Our submission was based on our review of the evidence and trial record, including the expert reports and trial testimony of Dr. André Tabo and Dr. Adeyinka M. Akinsulure-Smith, PhD.  We situated this evidence within a comprehensive and comparative literature review on the psycho-social impact of sexual violence and other forms of extreme trauma on individuals, their families, and their communities.  In addition, we reviewed testimony from victims in the Bemba trial in order to show a direct connection between the literature, the expert testimony, and actual events in the Central African Republic (CAR). In particular, we relied upon our knowledge of empirical research that links trauma exposure with psychophysiological and neurobiological outcomes, thereby elucidating the mechanisms by which sexual violence and other forms of extreme trauma give rise to the psychosocial outcomes documented in the trial record.  The Report was informed by the Lab’s long experience treating, representing, and working with victims of severe trauma in communities wracked by massive human rights violations.  On a more hopeful note, the brief also discussed the prospects for healing, notwithstanding these grave impacts.

The Bemba trial record is replete with harrowing evidence of the scale of SGBV in the CAR in the timeframe under consideration. Women who took part in Dr. Tabo’s survey of women who presented at Bangui National Hospital, for example, described a staggering range of sexual violence at the hands of the troops under Bemba’s command and control.  These victims had been raped in their homes, while running away, and/or on their way to a relative’s home. Some victims were the target of gang rape, systematically committed.  In many cases, family and community member leaders were raped or forced to witness the rape.  All told, out of the 512 women surveyed, 408 (80%) were sexually or physically assaulted.

As discussed in more detail in the expert brief, the psychiatric literature predicts very poor functional outcomes for victims of sexual assault.  The resulting myriad of individual consequences includes psychiatric disorders such as post-traumatic stress disorder (PTSD), depression, and anxiety. Outside of these named mental health diagnoses, individuals suffer from abject feelings of hopelessness, spiritual degradation, heightened suspiciousness, persistent confusion, and fear. Victims of trauma can see themselves as vulnerable, view the world as lacking meaning, and view themselves as lacking worth.

The brief ends on an uplifting note, notwithstanding this empirical and cross-cultural research on the impact of SGBV on the human psyche.
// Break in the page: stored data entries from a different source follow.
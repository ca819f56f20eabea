//! Validated JSON request bodies

use axum::body::Bytes;
use axum::extract::{FromRequest, Request};
use serde_json::Value;
use shared::models::{Record, validate_record};
use shared::AppError;

/// JSON body validated against the schema of `T`
///
/// Malformed JSON is rejected with `InvalidRequest`; schema and constraint
/// violations with the record's own error code. Both are 400 responses, and
/// the handler never runs.
pub struct ValidatedJson<T>(pub T);

impl<T, S> FromRequest<S> for ValidatedJson<T>
where
    T: Record,
    S: Send + Sync,
{
    type Rejection = AppError;

    async fn from_request(req: Request, state: &S) -> Result<Self, Self::Rejection> {
        let bytes = Bytes::from_request(req, state)
            .await
            .map_err(|rejection| AppError::invalid_request(rejection.body_text()))?;

        let raw: Value = serde_json::from_slice(&bytes)
            .map_err(|e| AppError::invalid_request(format!("Invalid JSON body: {e}")))?;

        Ok(Self(validate_record::<T>(raw)?))
    }
}
//! Repository Module
//!
//! One typed repository per collection. Documents read back from the store
//! are validated like inbound payloads; a document that fails validation is
//! reported as [`RepoError::Decode`].

pub mod menu_item;
pub mod newsletter;
pub mod reservation;
pub mod review;

// Re-exports
pub use menu_item::MenuItemRepository;
pub use newsletter::NewsletterRepository;
pub use reservation::ReservationRepository;
pub use review::ReviewRepository;

use serde_json::Value;
use shared::models::{Record, ValidationError, validate_record};
use thiserror::Error;

use super::store::{Filter, Gateway, StoreError};

/// Repository error types
#[derive(Debug, Error)]
pub enum RepoError {
    #[error(transparent)]
    Store(#[from] StoreError),

    #[error("stored document is invalid: {0}")]
    Decode(#[from] ValidationError),
}

/// Result type for repository operations
pub type RepoResult<T> = Result<T, RepoError>;

/// Typed access to one collection through the gateway
#[derive(Clone, Debug)]
pub struct BaseRepository {
    gateway: Gateway,
}

impl BaseRepository {
    pub fn new(gateway: Gateway) -> Self {
        Self { gateway }
    }

    /// Read and decode records of `T`, newest first
    pub async fn find<T: Record>(&self, filter: &Filter, limit: Option<usize>) -> RepoResult<Vec<T>> {
        let documents = self
            .gateway
            .get_documents(T::KIND.collection(), filter, limit)
            .await?;

        let records = documents
            .into_iter()
            .map(|doc| validate_record::<T>(Value::Object(doc)))
            .collect::<Result<Vec<T>, _>>()?;
        Ok(records)
    }

    pub async fn create<T: Record>(&self, record: &T) -> RepoResult<()> {
        self.gateway
            .create_document(T::KIND.collection(), record)
            .await?;
        Ok(())
    }
}
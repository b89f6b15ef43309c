// ============================================================
// Layer 4 — Sentiment Batcher
// ============================================================
// Implements Burn's Batcher trait to stack EncodedSamples into
// tensors on the device the DataLoader asks for. This is the
// step that places every batch on the selected compute device.
//
//   Input:  Vec of N EncodedSamples, each with sequences of length L
//   Output: EncodedBatch with id/mask tensors [N, L] and labels [N]
//
// All sequences are already padded to the same length by the
// TextEncoder, so batching is a flatten + reshape.
//
// Reference: Burn Book §4 (Batcher)

use burn::{data::dataloader::batcher::Batcher, prelude::*};

use crate::data::dataset::EncodedSample;

/// A batch of encoded sentences ready for the model forward pass.
#[derive(Debug, Clone)]
pub struct EncodedBatch<B: Backend> {
    /// Token ids — shape: [batch_size, seq_len]
    pub input_ids: Tensor<B, 2, Int>,

    /// 1 = real token, 0 = padding — shape: [batch_size, seq_len]
    pub attention_mask: Tensor<B, 2, Int>,

    /// Class index per sample — shape: [batch_size]
    pub labels: Tensor<B, 1, Int>,
}

/// Stateless: the target device is supplied per call by the DataLoader.
#[derive(Clone, Debug, Default)]
pub struct SentimentBatcher;

impl<B: Backend> Batcher<B, EncodedSample, EncodedBatch<B>> for SentimentBatcher {
    fn batch(&self, items: Vec<EncodedSample>, device: &B::Device) -> EncodedBatch<B> {
        let batch_size = items.len();
        let seq_len    = items[0].seq_len();

        let ids_flat: Vec<i64> = items
            .iter()
            .flat_map(|s| s.input_ids.iter().map(|&x| x as i64))
            .collect();

        let mask_flat: Vec<i64> = items
            .iter()
            .flat_map(|s| s.attention_mask.iter().map(|&x| x as i64))
            .collect();

        let labels: Vec<i64> = items
            .iter()
            .map(|s| s.label.id() as i64)
            .collect();

        let input_ids = Tensor::<B, 2, Int>::from_data(
            TensorData::new(ids_flat, [batch_size, seq_len]), device,
        );
        let attention_mask = Tensor::<B, 2, Int>::from_data(
            TensorData::new(mask_flat, [batch_size, seq_len]), device,
        );
        let labels = Tensor::<B, 1, Int>::from_data(
            TensorData::new(labels, [batch_size]), device,
        );

        EncodedBatch { input_ids, attention_mask, labels }
    }
}

// ─── Unit Tests ───────────────────────────────────────────────────────────────
#[cfg(test)]
mod tests {
    use super::*;
    use crate::domain::example::Label;
    use crate::test_support::TestBackend;

    #[test]
    fn test_batch_shapes_and_values() {
        let device = Default::default();
        let items  = vec![
            EncodedSample { input_ids: vec![2, 5, 3, 0], attention_mask: vec![1, 1, 1, 0], label: Label::Positive },
            EncodedSample { input_ids: vec![2, 6, 7, 3], attention_mask: vec![1, 1, 1, 1], label: Label::Negative },
        ];

        let batch: EncodedBatch<TestBackend> = SentimentBatcher.batch(items, &device);

        assert_eq!(batch.input_ids.dims(),      [2, 4]);
        assert_eq!(batch.attention_mask.dims(), [2, 4]);
        assert_eq!(batch.labels.dims(),         [2]);

        let labels = batch.labels.into_data().convert::<i64>().to_vec::<i64>().unwrap();
        assert_eq!(labels, vec![1, 0]);

        let mask = batch.attention_mask.into_data().convert::<i64>().to_vec::<i64>().unwrap();
        assert_eq!(mask, vec![1, 1, 1, 0, 1, 1, 1, 1]);
    }
}
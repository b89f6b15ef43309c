// ============================================================
// Layer 3 — Domain Layer
// ============================================================
// Plain Rust types that describe the sentiment task itself:
// a labelled example, the binary label, and the quality
// metrics computed from predicted vs. true labels.
//
// Rules for this layer:
//   - NO Burn framework types allowed here
//   - NO file I/O
//   - Only plain Rust structs, enums, traits and pure functions
//
// Reference: Rust Book §5 (Structs), §6 (Enums), §10 (Traits)

// A (text, label) pair and the binary Label enum
pub mod example;

// Accuracy / precision / recall / F1 for binary classification
pub mod metrics;

// Core abstractions (traits) that other layers implement
pub mod traits;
While very few men and women who are the victims of sexual violence remain unaffected by this experience, it is possible for survivors to go on to lead meaningful lives after a sexual assault with appropriate treatment and psycho-social rehabilitation.  The concept of post-traumatic growth (PTG) captures experiences of positive change that occur as a result of highly challenging or traumatic stressful life events.  PTG is a concept with roots in ancient philosophy regarding the potentially transformative power of suffering, but it has also been supported in current empirical research.  This possibility for the victims of Bemba’s subordinates underscores the importance of the current phase of the case devoted to reparations.  This will be the Court’s second reparations order; the first was issued in the Lubanga case.